» **Information shown**
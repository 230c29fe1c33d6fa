//! Workspace export as `.zip` packages and as a plain folder copy.

use crate::core::archive::{self, CopyAction};
use crate::core::content_store::{IMAGES_DIR, OBJECTS_DIR, TRASH_DIR};
use crate::core::init::META_FILE;
use crate::core::node_log::{NodeLog, NODE_LOG_FILE};
use crate::{LeafnotesError, Result};
use chrono::{DateTime, Utc};
use serde::{Deserialize, Serialize};
use std::fs;
use std::path::{Path, PathBuf};
use tempfile::NamedTempFile;
use zip::ZipWriter;

/// Crate version recorded in every manifest.
pub const APP_VERSION: &str = env!("CARGO_PKG_VERSION");

/// Newest package layout this version writes and accepts.
pub const PACKAGE_VERSION: u32 = 1;

pub const MANIFEST_FILE: &str = "manifest.json";

/// Top-level JSON structure in `manifest.json`.
#[derive(Debug, Clone, PartialEq, Serialize, Deserialize)]
#[serde(rename_all = "camelCase")]
pub struct Manifest {
    pub version: u32,
    pub app_version: String,
    pub export_date: DateTime<Utc>,
    #[serde(default)]
    pub note_count: usize,
    #[serde(default)]
    pub active_notes: usize,
    #[serde(default)]
    pub trashed_notes: usize,
    #[serde(default)]
    pub description: String,
}

impl Manifest {
    /// Describes the notes in `log`. Only file nodes count as notes.
    pub fn for_log(log: &NodeLog, export_date: DateTime<Utc>) -> Self {
        let (active, trashed) = log
            .iter()
            .filter(|n| n.is_file())
            .fold((0usize, 0usize), |(a, t), n| if n.trashed { (a, t + 1) } else { (a + 1, t) });
        Self {
            version: PACKAGE_VERSION,
            app_version: APP_VERSION.to_string(),
            export_date,
            note_count: active + trashed,
            active_notes: active,
            trashed_notes: trashed,
            description: format!("Leafnotes workspace export ({active} active, {trashed} trashed)"),
        }
    }
}

/// What [`export_package`] wrote.
#[derive(Debug, Clone, Serialize, Deserialize)]
#[serde(rename_all = "camelCase")]
pub struct ExportSummary {
    pub path: PathBuf,
    pub manifest: Manifest,
    /// Number of content objects and images packed.
    pub file_count: usize,
}

/// What [`export_flat`] copied.
#[derive(Debug, Clone, Serialize, Deserialize)]
#[serde(rename_all = "camelCase")]
pub struct FlatExportSummary {
    pub path: PathBuf,
    pub file_count: usize,
}

/// Suggested file name for a package exported at `now`.
pub fn default_package_name(now: DateTime<Utc>) -> String {
    format!("leafnotes-export-{}.zip", now.format("%Y%m%d-%H%M%S"))
}

/// Packs the workspace at `root` into a zip archive at `dest`.
///
/// The archive holds `manifest.json`, the raw `nodes.jsonl`, `meta.json` and
/// the `objects/`, `trash/` and `images/` directories. It is assembled in a
/// temporary file next to `dest` and renamed into place once complete. The
/// workspace is only read.
///
/// # Errors
///
/// Returns [`LeafnotesError::NotFound`] if `root` or its node log does not
/// exist, or [`LeafnotesError::Io`] / [`LeafnotesError::Zip`] if writing fails.
pub fn export_package(root: &Path, dest: &Path) -> Result<ExportSummary> {
    let log_path = require_workspace(root)?;
    let log = NodeLog::load(&log_path)?;
    let manifest = Manifest::for_log(&log, Utc::now());

    let dest_dir = dest
        .parent()
        .filter(|p| !p.as_os_str().is_empty())
        .unwrap_or_else(|| Path::new("."));
    let tmp = NamedTempFile::new_in(dest_dir)?;

    let mut zip = ZipWriter::new(tmp.reopen()?);
    archive::add_bytes(&mut zip, MANIFEST_FILE, &serde_json::to_vec_pretty(&manifest)?)?;
    archive::add_file(&mut zip, NODE_LOG_FILE, &log_path)?;
    let meta_path = root.join(META_FILE);
    if meta_path.is_file() {
        archive::add_file(&mut zip, META_FILE, &meta_path)?;
    }
    let mut file_count = 0;
    for dir in [OBJECTS_DIR, TRASH_DIR, IMAGES_DIR] {
        file_count += archive::add_dir_tree(&mut zip, root, dir)?;
    }
    zip.finish()?;
    tmp.persist(dest)?;

    log::info!(
        "Exported {} notes ({} files) to {}",
        manifest.note_count,
        file_count,
        dest.display()
    );
    Ok(ExportSummary {
        path: dest.to_path_buf(),
        manifest,
        file_count,
    })
}

/// Copies the note bodies and images of the workspace into `dest_dir`.
///
/// Produces `dest_dir/objects/` and `dest_dir/images/` for use with other
/// tools; no node log or manifest is written. Existing files are replaced.
///
/// # Errors
///
/// Returns [`LeafnotesError::NotFound`] if `root` is not a workspace, or
/// [`LeafnotesError::Io`] if a copy fails.
pub fn export_flat(root: &Path, dest_dir: &Path) -> Result<FlatExportSummary> {
    require_workspace(root)?;
    fs::create_dir_all(dest_dir)?;
    let mut file_count = 0;
    for dir in [OBJECTS_DIR, IMAGES_DIR] {
        file_count += archive::copy_dir_tree(&root.join(dir), &dest_dir.join(dir), |rel| {
            CopyAction::Overwrite(rel.to_path_buf())
        })?;
    }
    log::info!("Copied {file_count} files to {}", dest_dir.display());
    Ok(FlatExportSummary {
        path: dest_dir.to_path_buf(),
        file_count,
    })
}

fn require_workspace(root: &Path) -> Result<PathBuf> {
    if !root.is_dir() {
        return Err(LeafnotesError::NotFound(format!(
            "workspace directory {}",
            root.display()
        )));
    }
    let log_path = root.join(NODE_LOG_FILE);
    if !log_path.is_file() {
        return Err(LeafnotesError::NotFound(format!(
            "{NODE_LOG_FILE} in {}",
            root.display()
        )));
    }
    Ok(log_path)
}
/// Copies the object of every accepted node into the directory matching its
/// trashed state, replacing whatever stray copy was there.
///
/// Returns the content IDs placed.
fn place_objects(
    store: &ContentStore,
    batch: &[Node],
    sources: &HashMap<String, PathBuf>,
) -> Result<HashSet<String>> {
    let mut placed = HashSet::new();
    for node in batch {
        let (Some(content_id), Some(source)) = (node.content_id.as_deref(), sources.get(&node.id))
        else {
            continue;
        };
        if placed.contains(content_id) || !source.is_file() {
            continue;
        }
        store.remove(content_id)?;
        let target = if node.trashed {
            store.trash_path(content_id)
        } else {
            store.active_path(content_id)
        };
        if let Some(dir) = target.parent() {
            fs::create_dir_all(dir)?;
        }
        fs::copy(source, &target)?;
        placed.insert(content_id.to_string());
    }
    Ok(placed)
}

fn read_package(staging: &Path) -> Result<(Manifest, Vec<Node>)> {
    let manifest_path = staging.join(MANIFEST_FILE);
    let log_path = staging.join(NODE_LOG_FILE);
    if !manifest_path.is_file() {
        return Err(LeafnotesError::Validation(format!("{MANIFEST_FILE} is missing")));
    }
    if !log_path.is_file() {
        return Err(LeafnotesError::Validation(format!("{NODE_LOG_FILE} is missing")));
    }

    let manifest: Manifest = serde_json::from_str(&fs::read_to_string(&manifest_path)?)
        .map_err(|e| LeafnotesError::Validation(format!("{MANIFEST_FILE} is malformed: {e}")))?;
    if manifest.version > PACKAGE_VERSION {
        return Err(LeafnotesError::Validation(format!(
            "package version {} is newer than supported version {PACKAGE_VERSION}",
            manifest.version
        )));
    }

    let nodes = parse_lines(&fs::read_to_string(&log_path)?);
    Ok((manifest, nodes))
}

/// Where the package keeps the object for `content_id`.
///
/// Looks in the directory matching the node's trashed state first.
fn package_object(staging: &Path, content_id: &str, trashed: bool) -> PathBuf {
    let file_name = object_file_name(content_id);
    let (first, second) = if trashed {
        (TRASH_DIR, OBJECTS_DIR)
    } else {
        (OBJECTS_DIR, TRASH_DIR)
    };
    let preferred = staging.join(first).join(&file_name);
    if preferred.is_file() {
        preferred
    } else {
        staging.join(second).join(file_name)
    }
}

/// Copies the rest of `objects/`, `trash/` and `images/` into the workspace.
///
/// Objects already placed for accepted nodes are left out. Everything else,
/// under its new name when renamed, is only copied where nothing exists yet,
/// so existing destination content is never replaced.
fn copy_package_files(
    staging: &Path,
    root: &Path,
    renames: &HashMap<String, String>,
    placed: &HashSet<String>,
) -> Result<usize> {
    let mut copied = 0;
    for dir in [OBJECTS_DIR, TRASH_DIR] {
        copied += archive::copy_dir_tree(&staging.join(dir), &root.join(dir), |rel| {
            let Some(content_id) = object_content_id(rel) else {
                return CopyAction::IfAbsent(rel.to_path_buf());
            };
            let target = renames.get(content_id).map_or(content_id, String::as_str);
            if placed.contains(target) {
                CopyAction::Skip
            } else {
                CopyAction::IfAbsent(PathBuf::from(object_file_name(target)))
            }
        })?;
    }
    copied += archive::copy_dir_tree(&staging.join(IMAGES_DIR), &root.join(IMAGES_DIR), |rel| {
        CopyAction::IfAbsent(rel.to_path_buf())
    })?;
    Ok(copied)
}

/// Content ID of a top-level `<id>.md` object path.
fn object_content_id(rel: &Path) -> Option<&str> {
    if rel.components().count() != 1 {
        return None;
    }
    if rel.extension()?.to_str()? != NOTE_EXTENSION {
        return None;
    }
    rel.file_stem()?.to_str()
}

/// Imports loose note files as new notes under `parent_id`.
///
/// Each file gets fresh IDs; there is nothing to deduplicate against. The
/// title is the first level-1 heading, else the file name without extension.
/// Unreadable files are reported and skipped. The log is rewritten once.
///
/// # Errors
///
/// Returns [`LeafnotesError::InvalidMove`] / [`LeafnotesError::NodeNotFound`]
/// if `parent_id` is not an active folder, or [`LeafnotesError::Io`] if a
/// content object cannot be written.
pub fn import_flat(
    workspace: &mut Workspace,
    files: &[PathBuf],
    parent_id: Option<&str>,
) -> Result<FlatImportReport> {
    workspace.check_parent(parent_id)?;
    let mut report = FlatImportReport::default();
    let mut batch = Vec::new();
    let base_order = now_millis();

    for (i, path) in files.iter().enumerate() {
        let body = match fs::read_to_string(path) {
            Ok(body) => body,
            Err(e) => {
                log::warn!("Could not read {}: {e}", path.display());
                report.unreadable.push(path.clone());
                continue;
            }
        };
        let fallback = path
            .file_stem()
            .and_then(|s| s.to_str())
            .unwrap_or("Untitled");
        let title = note_title(&body, fallback);

        // Offsetting `order` keeps the files in the order they were given.
        let node = Node::new_file(parent_id, &title, base_order + i as i64);
        if let Some(content_id) = &node.content_id {
            workspace.content_store().write(content_id, &body)?;
        }
        report.imported_ids.push(node.id.clone());
        batch.push(node);
    }

    report.note_count = batch.len();
    workspace.node_log_mut().append(batch)?;
    log::info!("Imported {} loose notes", report.note_count);
    Ok(report)
}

» **Assigned task**
Look above for the line with "for dir in [OBJECTS_DIR, IMAGES_DIR]" and the line with "let log_path = root.join(NODE_LOG_FILE);"; transcribe both and all lines in between, exactly, and nothing else.

» **Result of the exercise**
    for dir in [OBJECTS_DIR, IMAGES_DIR] {
        file_count += archive::copy_dir_tree(&root.join(dir), &dest_dir.join(dir), |rel| {
            CopyAction::Overwrite(rel.to_path_buf())
        })?;
    }
    log::info!("Copied {file_count} files to {}", dest_dir.display());
    Ok(FlatExportSummary {
        path: dest_dir.to_path_buf(),
        file_count,
    })
}

fn require_workspace(root: &Path) -> Result<PathBuf> {
    if !root.is_dir() {
        return Err(LeafnotesError::NotFound(format!(
            "workspace directory {}",
            root.display()
        )));
    }
    let log_path = root.join(NODE_LOG_FILE);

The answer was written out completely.